• **Task description**: Using the records below, give the number of lines where the word "impl" appears, with no further output.

• **Source records**:
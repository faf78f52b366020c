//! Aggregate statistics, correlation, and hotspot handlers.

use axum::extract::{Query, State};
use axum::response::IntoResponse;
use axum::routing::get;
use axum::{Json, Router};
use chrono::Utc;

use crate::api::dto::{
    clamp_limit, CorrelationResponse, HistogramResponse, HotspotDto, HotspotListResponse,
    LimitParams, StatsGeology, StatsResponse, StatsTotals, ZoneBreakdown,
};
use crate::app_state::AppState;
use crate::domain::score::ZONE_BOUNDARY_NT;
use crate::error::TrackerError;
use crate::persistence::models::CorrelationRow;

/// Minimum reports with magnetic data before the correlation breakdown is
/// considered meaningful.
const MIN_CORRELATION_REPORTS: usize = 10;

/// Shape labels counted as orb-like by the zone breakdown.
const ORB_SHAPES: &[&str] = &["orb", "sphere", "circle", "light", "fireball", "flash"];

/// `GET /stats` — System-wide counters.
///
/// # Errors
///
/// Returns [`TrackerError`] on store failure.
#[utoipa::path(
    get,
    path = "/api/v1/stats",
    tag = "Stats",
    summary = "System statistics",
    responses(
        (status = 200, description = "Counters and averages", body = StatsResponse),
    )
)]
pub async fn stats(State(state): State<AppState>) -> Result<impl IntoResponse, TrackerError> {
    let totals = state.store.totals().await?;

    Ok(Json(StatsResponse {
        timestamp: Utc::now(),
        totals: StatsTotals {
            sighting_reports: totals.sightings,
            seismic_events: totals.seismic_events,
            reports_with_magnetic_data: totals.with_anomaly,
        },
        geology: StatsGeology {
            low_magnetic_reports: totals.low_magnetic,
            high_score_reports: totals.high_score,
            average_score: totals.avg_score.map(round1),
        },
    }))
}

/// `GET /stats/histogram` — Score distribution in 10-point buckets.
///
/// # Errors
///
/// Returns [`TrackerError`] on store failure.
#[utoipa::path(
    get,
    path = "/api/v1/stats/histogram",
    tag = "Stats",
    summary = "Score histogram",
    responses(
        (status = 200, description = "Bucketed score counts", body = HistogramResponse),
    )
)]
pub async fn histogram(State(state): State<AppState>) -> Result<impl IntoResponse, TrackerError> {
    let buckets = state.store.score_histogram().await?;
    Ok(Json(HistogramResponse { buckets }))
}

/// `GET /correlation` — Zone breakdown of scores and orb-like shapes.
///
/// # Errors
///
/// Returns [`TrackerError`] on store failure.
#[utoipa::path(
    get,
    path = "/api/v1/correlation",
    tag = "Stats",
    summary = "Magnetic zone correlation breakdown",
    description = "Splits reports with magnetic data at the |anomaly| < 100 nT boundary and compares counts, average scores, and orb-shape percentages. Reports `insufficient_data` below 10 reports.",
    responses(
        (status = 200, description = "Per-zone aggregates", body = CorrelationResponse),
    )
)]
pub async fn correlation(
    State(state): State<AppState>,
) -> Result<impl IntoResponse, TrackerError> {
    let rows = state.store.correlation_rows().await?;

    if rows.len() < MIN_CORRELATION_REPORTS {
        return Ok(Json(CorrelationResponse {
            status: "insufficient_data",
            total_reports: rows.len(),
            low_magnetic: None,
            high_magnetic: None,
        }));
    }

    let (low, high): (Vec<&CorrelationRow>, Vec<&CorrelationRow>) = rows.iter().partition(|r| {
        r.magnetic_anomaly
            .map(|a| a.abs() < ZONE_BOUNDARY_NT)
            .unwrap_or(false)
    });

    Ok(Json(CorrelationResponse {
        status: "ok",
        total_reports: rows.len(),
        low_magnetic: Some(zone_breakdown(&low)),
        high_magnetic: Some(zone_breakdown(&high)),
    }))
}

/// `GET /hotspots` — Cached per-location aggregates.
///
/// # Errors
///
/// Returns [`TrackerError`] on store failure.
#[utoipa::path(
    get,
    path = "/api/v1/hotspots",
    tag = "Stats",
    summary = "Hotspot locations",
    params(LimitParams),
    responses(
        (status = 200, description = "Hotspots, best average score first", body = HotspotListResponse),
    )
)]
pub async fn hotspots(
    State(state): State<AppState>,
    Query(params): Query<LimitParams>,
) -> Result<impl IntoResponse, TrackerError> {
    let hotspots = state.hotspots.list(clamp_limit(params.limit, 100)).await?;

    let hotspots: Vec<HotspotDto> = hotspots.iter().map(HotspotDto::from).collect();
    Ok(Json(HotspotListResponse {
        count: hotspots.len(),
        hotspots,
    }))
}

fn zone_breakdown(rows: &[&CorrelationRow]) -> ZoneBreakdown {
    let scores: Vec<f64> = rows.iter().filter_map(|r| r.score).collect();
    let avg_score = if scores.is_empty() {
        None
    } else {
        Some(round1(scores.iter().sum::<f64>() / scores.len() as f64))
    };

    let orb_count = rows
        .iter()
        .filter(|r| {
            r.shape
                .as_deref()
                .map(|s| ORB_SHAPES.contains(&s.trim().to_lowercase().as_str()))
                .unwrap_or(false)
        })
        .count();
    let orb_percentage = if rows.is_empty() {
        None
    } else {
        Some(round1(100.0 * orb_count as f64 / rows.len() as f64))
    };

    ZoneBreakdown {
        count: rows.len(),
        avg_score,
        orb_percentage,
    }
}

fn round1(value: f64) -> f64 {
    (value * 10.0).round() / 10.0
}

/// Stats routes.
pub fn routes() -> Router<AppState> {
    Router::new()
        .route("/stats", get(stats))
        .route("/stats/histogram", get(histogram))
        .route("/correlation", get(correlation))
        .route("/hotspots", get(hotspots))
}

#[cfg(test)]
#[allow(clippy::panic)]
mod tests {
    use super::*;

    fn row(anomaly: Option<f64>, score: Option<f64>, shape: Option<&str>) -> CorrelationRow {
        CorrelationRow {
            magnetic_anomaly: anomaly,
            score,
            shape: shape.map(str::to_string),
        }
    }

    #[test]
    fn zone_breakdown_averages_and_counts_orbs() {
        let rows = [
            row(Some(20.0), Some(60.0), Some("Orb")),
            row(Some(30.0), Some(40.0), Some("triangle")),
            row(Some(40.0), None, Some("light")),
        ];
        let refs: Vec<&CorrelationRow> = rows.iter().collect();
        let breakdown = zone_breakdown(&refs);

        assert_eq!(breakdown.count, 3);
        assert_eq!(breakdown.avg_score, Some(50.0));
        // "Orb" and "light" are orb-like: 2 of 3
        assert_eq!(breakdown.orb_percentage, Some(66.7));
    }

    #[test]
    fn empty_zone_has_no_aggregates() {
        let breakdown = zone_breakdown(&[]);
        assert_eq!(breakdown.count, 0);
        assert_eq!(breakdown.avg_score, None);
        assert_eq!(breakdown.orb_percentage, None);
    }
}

• **Task response**: 4